**Records supplied**
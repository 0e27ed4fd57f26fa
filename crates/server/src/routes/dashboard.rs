//! Dashboard stat card handler.

use axum::{Json, extract::State};

use crate::db::DashboardStats;
use crate::error::AppError;
use crate::middleware::RequireAuth;
use crate::state::AppState;

/// Cache key for the single aggregated stats entry.
const STATS_KEY: &str = "dashboard_stats";

/// Return the aggregated dashboard stats.
///
/// Served from a short-lived cache so a dashboard full of polling widgets
/// does not re-run the aggregation on every request. Staleness is bounded
/// by the cache TTL.
pub async fn stats(
    State(state): State<AppState>,
    RequireAuth(_current): RequireAuth,
) -> Result<Json<DashboardStats>, AppError> {
    if let Some(stats) = state.stats_cache().get(STATS_KEY).await {
        return Ok(Json(stats));
    }

    let stats = DashboardStats::load(state.pool()).await?;
    state.stats_cache().insert(STATS_KEY, stats.clone()).await;
    Ok(Json(stats))
}
//! Security page handlers: audit log and active sessions. Admin only.

use std::net::SocketAddr;

use axum::{
    Json,
    extract::{ConnectInfo, Path, Query, State},
    http::{HeaderMap, StatusCode},
};
use serde::Deserialize;
use uuid::Uuid;

use cloudcrm_core::SecurityEventKind;

use crate::db::{NewSecurityEvent, SecurityEventRepository, SessionRepository, audit};
use crate::error::AppError;
use crate::middleware::{RequireAdmin, client_ip};
use crate::models::{SecurityEvent, SessionView};
use crate::state::AppState;

/// Audit log query parameters.
#[derive(Debug, Deserialize)]
pub struct EventsQuery {
    pub q: Option<String>,
    pub kind: Option<String>,
}

/// List recent security events, optionally filtered by search term and kind.
pub async fn events(
    State(state): State<AppState>,
    RequireAdmin(_current): RequireAdmin,
    Query(query): Query<EventsQuery>,
) -> Result<Json<Vec<SecurityEvent>>, AppError> {
    let kind = query
        .kind
        .as_deref()
        .map(str::parse::<SecurityEventKind>)
        .transpose()
        .map_err(AppError::Validation)?;

    let events = SecurityEventRepository::new(state.pool())
        .list(query.q.as_deref(), kind)
        .await?;
    Ok(Json(events))
}

/// List live sessions across all operators, the caller's marked `current`.
pub async fn sessions(
    State(state): State<AppState>,
    RequireAdmin(current): RequireAdmin,
) -> Result<Json<Vec<SessionView>>, AppError> {
    let sessions = SessionRepository::new(state.pool())
        .list_active(current.session_id)
        .await?;
    Ok(Json(sessions))
}

/// Revoke a session. The targeted login fails its next request.
///
/// Revoking your own session is allowed and behaves as a logout from the
/// security page.
pub async fn revoke_session(
    State(state): State<AppState>,
    RequireAdmin(current): RequireAdmin,
    ConnectInfo(peer): ConnectInfo<SocketAddr>,
    headers: HeaderMap,
    Path(id): Path<Uuid>,
) -> Result<StatusCode, AppError> {
    SessionRepository::new(state.pool()).revoke(id).await?;

    let ip = client_ip(&headers, peer).to_string();
    let detail = format!("session {id} revoked");
    audit(
        state.pool(),
        NewSecurityEvent {
            kind: SecurityEventKind::SessionRevoked,
            user_email: Some(current.user.email.as_str()),
            ip: Some(&ip),
            detail: Some(&detail),
        },
    )
    .await;

    Ok(StatusCode::NO_CONTENT)
}
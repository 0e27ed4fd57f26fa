//! Authentication service.
//!
//! Operator login, password changes, and account creation. Every login
//! outcome lands in the security event log, while the caller only ever
//! learns "invalid credentials" for any failure.

mod error;

pub use error::AuthError;

use argon2::{
    Argon2,
    password_hash::{PasswordHash, PasswordHasher, PasswordVerifier, SaltString, rand_core::OsRng},
};
use chrono::Utc;
use sqlx::SqlitePool;

use cloudcrm_core::{Email, SecurityEventKind, UserRole, UserStatus};

use crate::config::ConfigError;
use crate::db::users::UserRepository;
use crate::db::{NewSecurityEvent, RepositoryError, audit};
use crate::models::User;

/// Minimum password length.
const MIN_PASSWORD_LENGTH: usize = 8;

/// Authentication service.
pub struct AuthService<'a> {
    pool: &'a SqlitePool,
}

impl<'a> AuthService<'a> {
    /// Create a new authentication service.
    #[must_use]
    pub const fn new(pool: &'a SqlitePool) -> Self {
        Self { pool }
    }

    /// Login with email and password.
    ///
    /// Records a `login_failure` or `login_success` event with the precise
    /// cause; the returned error is always `InvalidCredentials` so the
    /// response cannot be used to probe which emails exist.
    ///
    /// # Errors
    ///
    /// Returns `AuthError::InvalidCredentials` for any bad login.
    /// Returns `AuthError::Repository` if a query fails.
    pub async fn login(
        &self,
        email_raw: &str,
        password: &str,
        ip: Option<&str>,
    ) -> Result<User, AuthError> {
        let failed = |detail: &'static str| NewSecurityEvent {
            kind: SecurityEventKind::LoginFailure,
            user_email: Some(email_raw),
            ip,
            detail: Some(detail),
        };

        let Ok(email) = Email::parse(email_raw) else {
            audit(self.pool, failed("malformed email")).await;
            return Err(AuthError::InvalidCredentials);
        };

        let users = UserRepository::new(self.pool);
        let Some((mut user, password_hash)) = users.get_credentials(&email).await? else {
            audit(self.pool, failed("unknown email")).await;
            return Err(AuthError::InvalidCredentials);
        };

        if verify_password(password, &password_hash).is_err() {
            audit(self.pool, failed("wrong password")).await;
            return Err(AuthError::InvalidCredentials);
        }

        if user.status == UserStatus::Suspended {
            audit(self.pool, failed("account suspended")).await;
            return Err(AuthError::InvalidCredentials);
        }

        let now = Utc::now();
        users.touch_last_login(user.id, now).await?;
        user.last_login_at = Some(now);

        audit(
            self.pool,
            NewSecurityEvent {
                kind: SecurityEventKind::LoginSuccess,
                user_email: Some(email.as_str()),
                ip,
                detail: None,
            },
        )
        .await;

        Ok(user)
    }

    /// Change an operator's password after verifying the current one.
    ///
    /// # Errors
    ///
    /// Returns `AuthError::InvalidCredentials` if the current password is
    /// wrong. Returns `AuthError::WeakPassword` if the new one fails
    /// validation. Returns `AuthError::Repository` if a query fails.
    pub async fn change_password(
        &self,
        user: &User,
        current: &str,
        new: &str,
        ip: Option<&str>,
    ) -> Result<(), AuthError> {
        let users = UserRepository::new(self.pool);
        let (_, password_hash) = users
            .get_credentials(&user.email)
            .await?
            .ok_or(AuthError::InvalidCredentials)?;
        verify_password(current, &password_hash)?;

        validate_password(new)?;
        let new_hash = hash_password(new)?;
        users.update_password(user.id, &new_hash).await?;

        audit(
            self.pool,
            NewSecurityEvent {
                kind: SecurityEventKind::PasswordChanged,
                user_email: Some(user.email.as_str()),
                ip,
                detail: None,
            },
        )
        .await;

        Ok(())
    }

    /// Create an operator account with a validated password.
    ///
    /// # Errors
    ///
    /// Returns `AuthError::InvalidEmail` if the email format is invalid.
    /// Returns `AuthError::WeakPassword` if the password fails validation.
    /// Returns `AuthError::UserAlreadyExists` if the email is taken.
    /// Returns `AuthError::Repository` if a query fails.
    pub async fn create_user(
        &self,
        name: &str,
        email_raw: &str,
        role: UserRole,
        password: &str,
    ) -> Result<User, AuthError> {
        let email = Email::parse(email_raw)?;
        validate_password(password)?;
        let password_hash = hash_password(password)?;

        UserRepository::new(self.pool)
            .create(name, &email, role, &password_hash)
            .await
            .map_err(|e| match e {
                RepositoryError::Conflict(_) => AuthError::UserAlreadyExists,
                other => AuthError::Repository(other),
            })
    }
}

/// Validate password strength.
///
/// Length first, then the same placeholder and entropy checks applied to
/// configured secrets.
fn validate_password(password: &str) -> Result<(), AuthError> {
    if password.len() < MIN_PASSWORD_LENGTH {
        return Err(AuthError::WeakPassword(format!(
            "password must be at least {MIN_PASSWORD_LENGTH} characters"
        )));
    }

    crate::config::validate_secret_strength(password, "password").map_err(|e| match e {
        ConfigError::InsecureSecret(_, reason) => AuthError::WeakPassword(reason),
        other => AuthError::WeakPassword(other.to_string()),
    })
}

/// Hash a password using Argon2id.
fn hash_password(password: &str) -> Result<String, AuthError> {
    let salt = SaltString::generate(&mut OsRng);
    let argon2 = Argon2::default();

    argon2
        .hash_password(password.as_bytes(), &salt)
        .map(|hash| hash.to_string())
        .map_err(|_| AuthError::PasswordHash)
}

/// Verify a password against a hash.
fn verify_password(password: &str, hash: &str) -> Result<(), AuthError> {
    let parsed_hash = PasswordHash::new(hash).map_err(|_| AuthError::InvalidCredentials)?;
    let argon2 = Argon2::default();

    argon2
        .verify_password(password.as_bytes(), &parsed_hash)
        .map_err(|_| AuthError::InvalidCredentials)
}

**What to produce**
I need each line from the listing where the word "ConfigError" occurs.

**Response**
use crate::config::ConfigError;
        ConfigError::InsecureSecret(_, reason) => AuthError::WeakPassword(reason),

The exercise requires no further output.